WORK REQUEST:
Range to output from the entries below: the line containing "filename crates/folio-core/src/auth/terminator.rs" through the line containing "for slow subscribers.". Set it down exactly, ends included, nothing else.

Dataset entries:
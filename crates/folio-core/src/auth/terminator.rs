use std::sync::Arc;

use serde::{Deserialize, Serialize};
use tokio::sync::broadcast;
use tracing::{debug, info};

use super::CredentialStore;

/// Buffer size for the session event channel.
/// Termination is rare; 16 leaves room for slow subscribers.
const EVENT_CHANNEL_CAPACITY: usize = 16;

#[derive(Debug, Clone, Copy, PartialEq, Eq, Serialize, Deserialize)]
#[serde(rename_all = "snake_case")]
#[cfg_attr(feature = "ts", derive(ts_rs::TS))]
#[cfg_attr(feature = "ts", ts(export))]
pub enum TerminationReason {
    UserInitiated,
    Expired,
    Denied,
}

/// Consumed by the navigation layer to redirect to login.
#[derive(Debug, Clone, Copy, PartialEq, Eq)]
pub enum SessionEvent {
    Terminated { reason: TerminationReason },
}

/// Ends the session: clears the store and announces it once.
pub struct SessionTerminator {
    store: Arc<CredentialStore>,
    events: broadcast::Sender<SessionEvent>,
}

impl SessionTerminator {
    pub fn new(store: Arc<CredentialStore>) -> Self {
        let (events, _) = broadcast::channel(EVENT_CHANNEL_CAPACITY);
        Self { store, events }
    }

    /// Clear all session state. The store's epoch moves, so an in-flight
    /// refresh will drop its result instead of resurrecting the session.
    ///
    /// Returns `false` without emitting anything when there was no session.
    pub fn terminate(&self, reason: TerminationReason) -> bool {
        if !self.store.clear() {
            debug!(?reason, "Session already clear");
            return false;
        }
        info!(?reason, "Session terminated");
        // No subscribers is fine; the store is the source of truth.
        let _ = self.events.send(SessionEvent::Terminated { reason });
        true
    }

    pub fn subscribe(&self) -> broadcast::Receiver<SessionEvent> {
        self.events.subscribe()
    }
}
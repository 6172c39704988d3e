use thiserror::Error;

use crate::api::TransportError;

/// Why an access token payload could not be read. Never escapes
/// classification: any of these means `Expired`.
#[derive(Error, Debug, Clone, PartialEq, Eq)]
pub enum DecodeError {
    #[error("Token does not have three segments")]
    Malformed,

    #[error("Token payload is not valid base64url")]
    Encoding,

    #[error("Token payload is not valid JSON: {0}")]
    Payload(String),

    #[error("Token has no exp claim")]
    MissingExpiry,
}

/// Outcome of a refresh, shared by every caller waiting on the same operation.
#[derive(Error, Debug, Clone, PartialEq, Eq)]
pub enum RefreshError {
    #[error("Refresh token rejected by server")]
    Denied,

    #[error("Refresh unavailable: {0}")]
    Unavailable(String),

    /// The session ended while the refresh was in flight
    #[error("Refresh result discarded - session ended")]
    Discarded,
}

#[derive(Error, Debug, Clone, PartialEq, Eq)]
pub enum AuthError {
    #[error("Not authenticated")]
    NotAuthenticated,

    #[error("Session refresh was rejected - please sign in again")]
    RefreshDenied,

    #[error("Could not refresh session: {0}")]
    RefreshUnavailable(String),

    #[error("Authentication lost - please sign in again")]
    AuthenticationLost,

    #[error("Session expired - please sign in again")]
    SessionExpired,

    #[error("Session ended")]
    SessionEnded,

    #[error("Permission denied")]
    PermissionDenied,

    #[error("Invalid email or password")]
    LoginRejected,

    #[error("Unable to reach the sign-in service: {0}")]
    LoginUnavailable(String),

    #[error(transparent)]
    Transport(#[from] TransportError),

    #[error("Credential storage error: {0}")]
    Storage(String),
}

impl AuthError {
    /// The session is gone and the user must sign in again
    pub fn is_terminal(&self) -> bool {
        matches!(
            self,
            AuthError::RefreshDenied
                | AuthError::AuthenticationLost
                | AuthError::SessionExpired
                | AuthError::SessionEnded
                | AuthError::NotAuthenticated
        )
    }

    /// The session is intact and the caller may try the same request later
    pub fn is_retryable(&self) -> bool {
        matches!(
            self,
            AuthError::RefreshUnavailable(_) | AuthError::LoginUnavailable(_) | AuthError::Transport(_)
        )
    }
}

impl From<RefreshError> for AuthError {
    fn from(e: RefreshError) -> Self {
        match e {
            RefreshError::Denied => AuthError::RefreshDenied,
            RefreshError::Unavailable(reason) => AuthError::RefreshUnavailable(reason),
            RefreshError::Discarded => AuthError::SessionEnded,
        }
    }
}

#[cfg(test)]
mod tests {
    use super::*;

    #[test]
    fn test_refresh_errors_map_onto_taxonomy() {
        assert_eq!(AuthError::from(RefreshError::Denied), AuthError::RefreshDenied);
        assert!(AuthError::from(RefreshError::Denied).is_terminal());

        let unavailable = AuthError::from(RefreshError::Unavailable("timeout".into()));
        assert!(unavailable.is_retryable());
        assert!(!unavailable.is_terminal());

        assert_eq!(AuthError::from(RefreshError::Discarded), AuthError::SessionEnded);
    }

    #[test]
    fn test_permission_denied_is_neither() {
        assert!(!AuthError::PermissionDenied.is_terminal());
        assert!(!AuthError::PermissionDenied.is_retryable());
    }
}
--
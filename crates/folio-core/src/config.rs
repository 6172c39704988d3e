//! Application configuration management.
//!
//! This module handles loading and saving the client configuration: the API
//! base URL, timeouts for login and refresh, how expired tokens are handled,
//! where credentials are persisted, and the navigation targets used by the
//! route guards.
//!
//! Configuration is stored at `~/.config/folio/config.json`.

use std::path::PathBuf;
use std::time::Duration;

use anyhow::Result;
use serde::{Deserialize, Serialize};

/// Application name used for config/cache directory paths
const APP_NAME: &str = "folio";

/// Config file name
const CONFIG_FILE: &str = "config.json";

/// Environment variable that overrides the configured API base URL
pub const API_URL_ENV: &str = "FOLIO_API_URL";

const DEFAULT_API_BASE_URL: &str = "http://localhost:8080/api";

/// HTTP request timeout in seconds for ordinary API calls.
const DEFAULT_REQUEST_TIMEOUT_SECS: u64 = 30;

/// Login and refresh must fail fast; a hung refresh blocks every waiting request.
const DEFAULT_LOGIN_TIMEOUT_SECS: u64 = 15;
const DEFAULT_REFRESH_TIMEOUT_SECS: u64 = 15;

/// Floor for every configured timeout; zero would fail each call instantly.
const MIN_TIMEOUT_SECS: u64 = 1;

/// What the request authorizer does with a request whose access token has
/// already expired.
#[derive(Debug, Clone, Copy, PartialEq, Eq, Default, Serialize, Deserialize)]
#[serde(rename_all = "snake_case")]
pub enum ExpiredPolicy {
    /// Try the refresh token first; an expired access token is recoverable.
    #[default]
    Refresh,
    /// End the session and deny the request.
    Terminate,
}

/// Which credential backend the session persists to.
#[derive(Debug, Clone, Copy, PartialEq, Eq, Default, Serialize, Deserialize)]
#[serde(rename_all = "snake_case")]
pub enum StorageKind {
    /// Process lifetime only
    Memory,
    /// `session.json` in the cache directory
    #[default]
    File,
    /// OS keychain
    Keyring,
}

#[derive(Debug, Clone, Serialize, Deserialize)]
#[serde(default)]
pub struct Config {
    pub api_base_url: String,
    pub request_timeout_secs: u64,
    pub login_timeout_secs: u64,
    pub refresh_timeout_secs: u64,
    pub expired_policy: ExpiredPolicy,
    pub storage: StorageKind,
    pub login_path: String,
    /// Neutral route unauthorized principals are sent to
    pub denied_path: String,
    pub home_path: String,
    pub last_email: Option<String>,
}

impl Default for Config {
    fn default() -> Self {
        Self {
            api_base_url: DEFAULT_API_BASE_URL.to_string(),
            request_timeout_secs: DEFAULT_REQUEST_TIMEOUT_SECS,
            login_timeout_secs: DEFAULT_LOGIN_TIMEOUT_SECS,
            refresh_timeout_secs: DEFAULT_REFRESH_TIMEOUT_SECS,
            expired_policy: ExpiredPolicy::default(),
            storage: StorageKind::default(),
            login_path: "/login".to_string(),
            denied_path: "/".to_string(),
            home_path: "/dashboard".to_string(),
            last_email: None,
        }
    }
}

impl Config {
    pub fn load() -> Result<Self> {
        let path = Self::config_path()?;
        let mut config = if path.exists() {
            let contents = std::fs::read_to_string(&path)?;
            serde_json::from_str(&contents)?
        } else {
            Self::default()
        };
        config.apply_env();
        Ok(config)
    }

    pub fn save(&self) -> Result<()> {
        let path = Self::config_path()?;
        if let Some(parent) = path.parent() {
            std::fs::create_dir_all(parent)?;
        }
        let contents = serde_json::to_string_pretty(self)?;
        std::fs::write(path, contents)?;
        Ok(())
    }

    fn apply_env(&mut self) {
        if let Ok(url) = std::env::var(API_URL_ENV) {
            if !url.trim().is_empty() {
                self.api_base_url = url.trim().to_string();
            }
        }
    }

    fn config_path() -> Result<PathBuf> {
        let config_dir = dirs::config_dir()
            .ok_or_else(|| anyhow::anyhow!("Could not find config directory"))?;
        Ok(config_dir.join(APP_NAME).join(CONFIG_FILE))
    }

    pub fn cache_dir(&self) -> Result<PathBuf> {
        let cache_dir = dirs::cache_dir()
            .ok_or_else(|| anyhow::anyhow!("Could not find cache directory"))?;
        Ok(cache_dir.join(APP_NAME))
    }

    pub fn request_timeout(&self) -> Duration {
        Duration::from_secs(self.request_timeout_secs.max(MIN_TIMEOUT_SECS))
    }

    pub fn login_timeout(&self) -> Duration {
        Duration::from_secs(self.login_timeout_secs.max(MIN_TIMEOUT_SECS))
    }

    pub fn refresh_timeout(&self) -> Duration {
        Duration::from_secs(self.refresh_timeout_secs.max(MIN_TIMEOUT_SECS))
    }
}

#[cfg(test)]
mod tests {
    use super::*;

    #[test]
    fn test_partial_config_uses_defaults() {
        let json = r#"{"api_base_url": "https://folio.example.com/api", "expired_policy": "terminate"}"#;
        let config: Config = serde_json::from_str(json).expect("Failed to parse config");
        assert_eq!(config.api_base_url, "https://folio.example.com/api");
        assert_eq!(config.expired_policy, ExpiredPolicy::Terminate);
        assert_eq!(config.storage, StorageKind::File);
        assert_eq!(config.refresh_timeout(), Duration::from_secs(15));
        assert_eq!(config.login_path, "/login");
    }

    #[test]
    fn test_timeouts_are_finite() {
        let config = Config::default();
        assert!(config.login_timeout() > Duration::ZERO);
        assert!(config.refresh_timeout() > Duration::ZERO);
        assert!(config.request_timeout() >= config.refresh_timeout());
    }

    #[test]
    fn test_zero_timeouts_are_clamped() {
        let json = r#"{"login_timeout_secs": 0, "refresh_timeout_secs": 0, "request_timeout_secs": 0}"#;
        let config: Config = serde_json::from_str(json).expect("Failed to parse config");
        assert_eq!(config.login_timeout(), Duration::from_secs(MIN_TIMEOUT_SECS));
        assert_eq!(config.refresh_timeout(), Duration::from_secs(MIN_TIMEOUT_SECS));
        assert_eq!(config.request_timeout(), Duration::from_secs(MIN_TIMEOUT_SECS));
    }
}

FINISHED TASK:
filename crates/folio-core/src/auth/terminator.rs
use std::sync::Arc;

use serde::{Deserialize, Serialize};
use tokio::sync::broadcast;
use tracing::{debug, info};

use super::CredentialStore;

/// Buffer size for the session event channel.
/// Termination is rare; 16 leaves room for slow subscribers.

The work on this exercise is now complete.